//! Releases the hub-side leftovers of a member cluster that has been leaving the fleet for longer
//! than the force-delete grace period

use std::sync::Arc;
use std::time::Duration;

use async_trait::async_trait;
use chrono::{DateTime, Utc};
use fleet_net_api::{
    EndpointSliceExport, EndpointSliceImport, InternalServiceExport, InternalServiceImport,
    MemberCluster,
};
use fleet_net_core::objectmeta::hub_namespace_for;
use fleet_net_core::{ListOptions, ObjectKey, ObjectStore, ReconcileOutcome, Reconciler, Result, StoreObject};
use futures::future::try_join_all;
use kube::Resource;
use tracing::{debug, info};

use crate::context::HubContext;

/// Strips all finalizers from the objects of kind `K` in `namespace`. Returns how many were released.
async fn release_all<K: StoreObject, S: ObjectStore>(hub: &S, namespace: &str) -> Result<usize> {
    let held: Vec<K> = hub
        .list::<K>(&ListOptions::namespaced(namespace))
        .await?
        .into_iter()
        .filter(|obj| obj.meta().finalizers.as_ref().is_some_and(|f| !f.is_empty()))
        .collect();
    let released = held.len();
    try_join_all(held.into_iter().map(|mut obj| async move {
        obj.meta_mut().finalizers = None;
        hub.update(&obj).await
    }))
    .await?;
    if released > 0 {
        debug!(namespace, kind = %K::kind(&()), released, "Removed finalizers");
    }
    Ok(released)
}

pub struct MemberClusterReconciler<S> {
    ctx: Arc<HubContext<S>>,
}

impl<S: ObjectStore> MemberClusterReconciler<S> {
    pub fn new(ctx: Arc<HubContext<S>>) -> Self {
        Self { ctx }
    }

    /// Reconciles as of `now`.
    pub async fn reconcile_at(&self, key: &ObjectKey, now: DateTime<Utc>) -> Result<ReconcileOutcome> {
        let Some(cluster) = self.ctx.hub.try_get::<MemberCluster>("", &key.name).await? else {
            return Ok(ReconcileOutcome::Done);
        };
        let Some(deleted_at) = cluster.metadata.deletion_timestamp.as_ref().map(|t| t.0) else {
            return Ok(ReconcileOutcome::Done);
        };

        let elapsed = (now - deleted_at).to_std().unwrap_or(Duration::ZERO);
        if elapsed < self.ctx.force_delete_wait {
            let remaining = self.ctx.force_delete_wait - elapsed;
            debug!(member_cluster = %key, remaining_secs = remaining.as_secs(), "Member cluster is leaving");
            return Ok(ReconcileOutcome::RequeueAfter(remaining));
        }

        let hub = &*self.ctx.hub;
        let namespace = hub_namespace_for(&key.name);
        let released = release_all::<EndpointSliceImport, S>(hub, &namespace).await?
            + release_all::<EndpointSliceExport, S>(hub, &namespace).await?
            + release_all::<InternalServiceImport, S>(hub, &namespace).await?
            + release_all::<InternalServiceExport, S>(hub, &namespace).await?;
        info!(
            member_cluster = %key,
            namespace = %namespace,
            released,
            "Member cluster left without cleaning up; released its hub objects"
        );
        Ok(ReconcileOutcome::Done)
    }
}

#[async_trait]
impl<S: ObjectStore> Reconciler for MemberClusterReconciler<S> {
    fn name(&self) -> &'static str {
        "membercluster"
    }

    async fn reconcile(&self, key: &ObjectKey) -> Result<ReconcileOutcome> {
        self.reconcile_at(key, Utc::now()).await
    }
}

#[cfg(test)]
mod tests {
    use super::*;
    use crate::testing::{context, internal_service_export, internal_service_import, tcp_port};
    use fleet_net_core::objectmeta::{
        INTERNAL_SERVICE_EXPORT_FINALIZER, INTERNAL_SERVICE_IMPORT_CLEANUP_FINALIZER,
    };
    use fleet_net_core::MemoryStore;

    async fn leaving_member(ctx: &HubContext<MemoryStore>) -> DateTime<Utc> {
        let mut cluster = MemberCluster::new("bravelion", Default::default());
        cluster.metadata.finalizers = Some(vec!["kubernetes-fleet.io/member-cluster-finalizer".to_string()]);
        ctx.hub.create(&cluster).await.unwrap();
        ctx.hub.delete::<MemberCluster>("", "bravelion").await.unwrap();
        let cluster: MemberCluster = ctx.hub.get("", "bravelion").await.unwrap();
        cluster.metadata.deletion_timestamp.unwrap().0
    }

    async fn stuck_objects(ctx: &HubContext<MemoryStore>) {
        let mut ise = internal_service_export("bravelion", "work", "app", vec![tcp_port("http", 80)]);
        ise.metadata.finalizers = Some(vec![INTERNAL_SERVICE_EXPORT_FINALIZER.to_string()]);
        ctx.hub.create(&ise).await.unwrap();
        ctx.hub
            .delete::<InternalServiceExport>(&hub_namespace_for("bravelion"), "work-app")
            .await
            .unwrap();

        let mut isi = internal_service_import("bravelion", "work", "app");
        isi.metadata.finalizers = Some(vec![INTERNAL_SERVICE_IMPORT_CLEANUP_FINALIZER.to_string()]);
        ctx.hub.create(&isi).await.unwrap();
        ctx.hub
            .delete::<InternalServiceImport>(&hub_namespace_for("bravelion"), "work-app")
            .await
            .unwrap();

        // another member is untouched
        let mut other = internal_service_import("smartfish", "work", "app");
        other.metadata.finalizers = Some(vec![INTERNAL_SERVICE_IMPORT_CLEANUP_FINALIZER.to_string()]);
        ctx.hub.create(&other).await.unwrap();
    }

    #[tokio::test]
    async fn test_wait_for_grace_period() {
        let ctx = context();
        let deleted_at = leaving_member(&ctx).await;
        stuck_objects(&ctx).await;

        let reconciler = MemberClusterReconciler::new(ctx.clone());
        let key = ObjectKey::cluster_scoped("bravelion");
        let outcome = reconciler
            .reconcile_at(&key, deleted_at + chrono::Duration::minutes(5))
            .await
            .unwrap();
        assert_eq!(
            outcome,
            ReconcileOutcome::RequeueAfter(ctx.force_delete_wait - Duration::from_secs(300))
        );
        assert_eq!(ctx.hub.count::<InternalServiceExport>(), 1);
        assert_eq!(ctx.hub.count::<InternalServiceImport>(), 2);
    }

    #[tokio::test]
    async fn test_release_after_grace_period() {
        let ctx = context();
        let deleted_at = leaving_member(&ctx).await;
        stuck_objects(&ctx).await;

        let reconciler = MemberClusterReconciler::new(ctx.clone());
        let key = ObjectKey::cluster_scoped("bravelion");
        let now = deleted_at + chrono::Duration::from_std(ctx.force_delete_wait).unwrap();
        assert_eq!(reconciler.reconcile_at(&key, now).await.unwrap(), ReconcileOutcome::Done);

        assert_eq!(ctx.hub.count::<InternalServiceExport>(), 0);
        let remaining: Vec<InternalServiceImport> = ctx.hub.list(&ListOptions::all()).await.unwrap();
        assert_eq!(remaining.len(), 1);
        assert_eq!(remaining[0].metadata.namespace.as_deref(), Some("fleet-member-smartfish"));
    }

    #[tokio::test]
    async fn test_member_not_leaving_is_ignored() {
        let ctx = context();
        ctx.hub
            .create(&MemberCluster::new("bravelion", Default::default()))
            .await
            .unwrap();
        let outcome = MemberClusterReconciler::new(ctx.clone())
            .reconcile(&ObjectKey::cluster_scoped("bravelion"))
            .await
            .unwrap();
        assert_eq!(outcome, ReconcileOutcome::Done);
    }
}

***

* [Brief] The response must contain each line above that holds the string "elapsed".

* [Response box]
        let elapsed = (now - deleted_at).to_std().unwrap_or(Duration::ZERO);
        if elapsed < self.ctx.force_delete_wait {
            let remaining = self.ctx.force_delete_wait - elapsed;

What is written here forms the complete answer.